Groveland/Yosemite Airport , formerly named Pine Mountain Lake Airport and formerly Q68 before that, is a public airport located three miles (4.8 km) northeast of Groveland, serving Tuolumne County, California, United States. It is used mostly for general aviation, and has public access. The airport is part of the Pine Mountain Lake community.

== Facilities ==
Groveland/Yosemite Airport covers 52 acres and has one runway:

- Runway 9/27: 3,625 x 50 ft (1,105 x 15 m), surface: asphalt
- Fuel - 24-hour self-service
- Parking tie-downs
- Air-frame service
- Power-plant service

Cautions to pilots: "Be alert, deer on and in vicinity of airport especially Nov.-Apr."

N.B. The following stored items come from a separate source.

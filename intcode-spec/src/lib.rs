//! # Intcode Instruction Set
//!
//! Core types shared by the Intcode toolchain.
//!
//! ## Key Features
//! - 64-bit signed data words
//! - Instruction words carry the opcode in their two low decimal digits and
//!   one addressing mode digit per parameter above that
//! - Three addressing modes: position, immediate, relative
//! - Closed instruction set of ten opcodes
//! - Comma-separated program text and a checksummed binary image format

pub mod error;
pub mod opcode;
pub mod mode;
pub mod instruction;
pub mod lexer;
pub mod program;

pub use error::{SpecError, Result};
pub use opcode::Opcode;
pub use mode::Mode;
pub use instruction::Instruction;
pub use program::Program;

/// Magic number for program images: "ICDE" = 0x49434445
pub const MAGIC: u32 = 0x4943_4445;

/// Image format version: v1.0 = 0x00010000
pub const VERSION: u32 = 0x0001_0000;

/// Data word. Every memory cell, operand and I/O value is one word.
pub type Word = i64;

/// Memory address. Negative words never become addresses.
pub type Address = u64;

/// Maximum number of parameters any instruction takes
pub const MAX_PARAMS: usize = 3;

== Past airline service ==

The Groveland/Yosemite Airport (then known as Pine Mountain Lake Airport) was served during the late 1970s and early 1980s by Yosemite Airlines, a commuter air carrier based in Columbia, CA which operated small Cessna prop aircraft with scheduled passenger flights between the airport and San Francisco International Airport (SFO), Oakland International Airport (OAK) and Sacramento International Airport (SMF). The airport was listed in the Official Airline Guide (OAG) as "Yosemite National Park" although Yosemite Valley in the national park is located approximately 46 miles east of the airfield via California State Route 120.

== Name Change ==
In January 2026, the name of the airport was changed from Pine Mountain Lake Airport to Groveland/Yosemite Airport. This was done for two primary reasons. First, to reinforce that this is a public-use airport and not private to the Pine Mountain Lake HOA. Second, to better associate the airport with Yosemite, since it serves as a convenient access to nearby Yosemite.